Description of the task: When a line in the listing below contains the word "localhost", return a copy of that line.

Start of Block

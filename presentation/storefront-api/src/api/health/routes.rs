use chrono::Utc;
use poem_openapi::{Object, OpenApi, payload::Json};
use serde::{Deserialize, Serialize};

use crate::api::tags::ApiTags;

#[derive(Debug, Clone, Serialize, Deserialize, Object)]
pub struct HealthCheckResponse {
    /// Service status
    pub status: String,
    /// Current server timestamp
    pub timestamp: String,
    /// Service version
    pub version: String,
}

pub struct Api;

impl Api {
    pub fn new() -> Self {
        Self
    }
}

#[OpenApi]
impl Api {
    /// Liveness check
    ///
    /// Reports "healthy" while the service is running. Does not check the
    /// catalog API.
    #[oai(path = "/health", method = "get", tag = "ApiTags::Health")]
    async fn health_check(&self) -> Json<HealthCheckResponse> {
        Json(HealthCheckResponse {
            status: "healthy".to_string(),
            timestamp: Utc::now().to_rfc3339(),
            version: env!("CARGO_PKG_VERSION").to_string(),
        })
    }
}
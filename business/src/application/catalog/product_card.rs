use std::collections::HashMap;

use crate::domain::cart::model::UNNAMED_PRODUCT;
use crate::domain::catalog::gateway::CatalogGateway;
use crate::domain::catalog::model::{Product, first_image_path};
use crate::domain::catalog::storefront::{
    DEFAULT_CATEGORY_NAME, DEFAULT_PRODUCT_IMAGE, ProductCard,
};
use crate::domain::logger::Logger;
use crate::domain::shared::value_objects::{CategoryId, LanguageCode};

/// Path of a product's main image: embedded images first, then a lookup
/// through the product-images endpoint. Lookup failures are logged.
async fn main_image_path(
    gateway: &dyn CatalogGateway,
    logger: &dyn Logger,
    product: &Product,
) -> Option<String> {
    if let Some(path) = product.main_image_path() {
        return Some(path.to_string());
    }

    match gateway.get_product_images(product.id).await {
        Ok(images) => first_image_path(&images).map(str::to_string),
        Err(err) => {
            logger.warn(&format!(
                "Could not load images for product {}: {}",
                product.id, err
            ));
            None
        }
    }
}

/// Media URL of a product's main image, or the placeholder image.
pub(crate) async fn main_image_url(
    gateway: &dyn CatalogGateway,
    logger: &dyn Logger,
    product: &Product,
) -> String {
    let url = match main_image_path(gateway, logger, product).await {
        Some(path) => gateway.media_url(&path),
        None => String::new(),
    };
    if url.is_empty() {
        DEFAULT_PRODUCT_IMAGE.to_string()
    } else {
        url
    }
}

/// Builds product cards for one page load, caching category names.
pub struct ProductCardBuilder<'a> {
    gateway: &'a dyn CatalogGateway,
    logger: &'a dyn Logger,
    language: &'a LanguageCode,
    category_names: HashMap<CategoryId, String>,
}

impl<'a> ProductCardBuilder<'a> {
    pub fn new(
        gateway: &'a dyn CatalogGateway,
        logger: &'a dyn Logger,
        language: &'a LanguageCode,
    ) -> Self {
        Self {
            gateway,
            logger,
            language,
            category_names: HashMap::new(),
        }
    }

    pub async fn build(&mut self, product: &Product) -> ProductCard {
        let translation = product.translations.resolve(self.language);
        let name = translation
            .and_then(|t| t.name())
            .unwrap_or(UNNAMED_PRODUCT)
            .to_string();
        let description = translation
            .and_then(|t| t.description())
            .unwrap_or_default()
            .to_string();

        let image = main_image_url(self.gateway, self.logger, product).await;

        let category_name = self.category_name(product.category).await;

        ProductCard {
            id: product.id,
            name,
            description,
            image,
            category_name,
            price: product.price,
        }
    }

    async fn category_name(&mut self, category: Option<CategoryId>) -> String {
        let Some(id) = category else {
            return DEFAULT_CATEGORY_NAME.to_string();
        };
        if let Some(name) = self.category_names.get(&id) {
            return name.clone();
        }

        let name = match self.gateway.get_category(id).await {
            Ok(category) => category
                .translations
                .resolve_field(self.language, "name")
                .unwrap_or(DEFAULT_CATEGORY_NAME)
                .to_string(),
            Err(err) => {
                self.logger
                    .warn(&format!("Could not load category {}: {}", id, err));
                DEFAULT_CATEGORY_NAME.to_string()
            }
        };
        self.category_names.insert(id, name.clone());
        name
    }
}

#[cfg(test)]
mod tests {
    use super::*;
    use crate::domain::catalog::errors::FetchError;
    use crate::domain::catalog::media::MediaRoot;
    use crate::domain::catalog::model::{
        Category, Certificate, City, Company, Partner, ProductImage, ServiceCenterDescription,
        ServiceLocation,
    };
    use crate::domain::shared::translation::{Translation, Translations};
    use crate::domain::shared::value_objects::ProductId;
    use async_trait::async_trait;
    use mockall::mock;
    use rust_decimal::Decimal;

    mock! {
        pub Gateway {}

        #[async_trait]
        impl CatalogGateway for Gateway {
            async fn get_products(&self, category: Option<CategoryId>) -> Result<Vec<Product>, FetchError>;
            async fn get_product(&self, id: ProductId) -> Result<Product, FetchError>;
            async fn get_product_images(&self, id: ProductId) -> Result<Vec<ProductImage>, FetchError>;
            async fn get_categories(&self) -> Result<Vec<Category>, FetchError>;
            async fn get_category(&self, id: CategoryId) -> Result<Category, FetchError>;
            async fn get_companies(&self) -> Result<Vec<Company>, FetchError>;
            async fn get_partners(&self) -> Result<Vec<Partner>, FetchError>;
            async fn get_certificates(&self) -> Result<Vec<Certificate>, FetchError>;
            async fn get_cities(&self) -> Result<Vec<City>, FetchError>;
            async fn get_service_locations(&self) -> Result<Vec<ServiceLocation>, FetchError>;
            async fn get_service_center_descriptions(&self) -> Result<Vec<ServiceCenterDescription>, FetchError>;
            fn media_url(&self, path: &str) -> String;
        }
    }

    mock! {
        pub Log {}

        impl Logger for Log {
            fn info(&self, message: &str);
            fn warn(&self, message: &str);
            fn error(&self, message: &str);
            fn debug(&self, message: &str);
        }
    }

    fn quiet_logger() -> MockLog {
        let mut logger = MockLog::new();
        logger.expect_info().returning(|_| ());
        logger.expect_warn().returning(|_| ());
        logger.expect_error().returning(|_| ());
        logger.expect_debug().returning(|_| ());
        logger
    }

    fn gateway_with_media() -> MockGateway {
        let mut gateway = MockGateway::new();
        let root = MediaRoot::new("http://localhost:8000/media/");
        gateway
            .expect_media_url()
            .returning(move |path| root.resolve(Some(path)));
        gateway
    }

    fn product(id: u64, category: Option<u64>, images: Vec<ProductImage>) -> Product {
        Product {
            id: ProductId::new(id),
            price: Decimal::new(1250, 2),
            translations: Translations::new(vec![
                Translation::new(Some("en".into()))
                    .with_field("name", "Honey")
                    .with_field("description", "Raw mountain honey"),
            ]),
            category: category.map(CategoryId::new),
            sku: None,
            images,
        }
    }

    fn image(path: &str) -> ProductImage {
        ProductImage {
            id: 1,
            product: None,
            image: Some(path.to_string()),
            alt: String::new(),
            ordering: 0,
        }
    }

    fn sweets(id: CategoryId) -> Category {
        Category {
            id,
            translations: Translations::new(vec![
                Translation::new(Some("en".into())).with_field("name", "Sweets"),
            ]),
            image: None,
        }
    }

    #[tokio::test]
    async fn should_build_card_from_translation_and_embedded_image() {
        let mut gateway = gateway_with_media();
        gateway.expect_get_product_images().never();
        gateway
            .expect_get_category()
            .returning(|id| Ok(sweets(id)));
        let logger = quiet_logger();
        let language = LanguageCode::new("en");

        let mut builder = ProductCardBuilder::new(&gateway, &logger, &language);
        let card = builder
            .build(&product(1, Some(3), vec![image("/products/honey.jpg")]))
            .await;

        assert_eq!(card.name, "Honey");
        assert_eq!(card.description, "Raw mountain honey");
        assert_eq!(card.image, "http://localhost:8000/media/products/honey.jpg");
        assert_eq!(card.category_name, "Sweets");
        assert_eq!(card.price, Decimal::new(1250, 2));
    }

    #[tokio::test]
    async fn should_fall_back_to_default_image_and_category() {
        let mut gateway = gateway_with_media();
        gateway
            .expect_get_product_images()
            .returning(|_| Err(FetchError::status(500)));
        gateway.expect_get_category().never();
        let logger = quiet_logger();
        let language = LanguageCode::new("en");

        let mut builder = ProductCardBuilder::new(&gateway, &logger, &language);
        let card = builder.build(&product(1, None, vec![])).await;

        assert_eq!(card.image, DEFAULT_PRODUCT_IMAGE);
        assert_eq!(card.category_name, DEFAULT_CATEGORY_NAME);
    }

    #[tokio::test]
    async fn should_fall_back_to_unnamed_product_without_translations() {
        let gateway = gateway_with_media();
        let logger = quiet_logger();
        let language = LanguageCode::new("en");
        let untranslated = Product {
            translations: Translations::empty(),
            ..product(1, None, vec![image("a.png")])
        };

        let mut builder = ProductCardBuilder::new(&gateway, &logger, &language);
        let card = builder.build(&untranslated).await;

        assert_eq!(card.name, UNNAMED_PRODUCT);
        assert_eq!(card.description, "");
    }

    #[tokio::test]
    async fn should_fetch_each_category_once_per_builder() {
        let mut gateway = gateway_with_media();
        gateway
            .expect_get_category()
            .times(1)
            .returning(|id| Ok(sweets(id)));
        let logger = quiet_logger();
        let language = LanguageCode::new("en");

        let mut builder = ProductCardBuilder::new(&gateway, &logger, &language);
        let first = builder.build(&product(1, Some(3), vec![image("a.png")])).await;
        let second = builder.build(&product(2, Some(3), vec![image("b.png")])).await;

        assert_eq!(first.category_name, "Sweets");
        assert_eq!(second.category_name, "Sweets");
    }

    #[tokio::test]
    async fn should_use_default_category_name_when_lookup_fails() {
        let mut gateway = gateway_with_media();
        gateway
            .expect_get_category()
            .returning(|_| Err(FetchError::network("connection refused")));
        let mut logger = MockLog::new();
        logger.expect_warn().times(1).returning(|_| ());
        let language = LanguageCode::new("en");

        let mut builder = ProductCardBuilder::new(&gateway, &logger, &language);
        let card = builder.build(&product(1, Some(3), vec![image("a.png")])).await;

        assert_eq!(card.category_name, DEFAULT_CATEGORY_NAME);
    }
}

End of Block

Task response:
        let root = MediaRoot::new("http://localhost:8000/media/");
        assert_eq!(card.image, "http://localhost:8000/media/products/honey.jpg");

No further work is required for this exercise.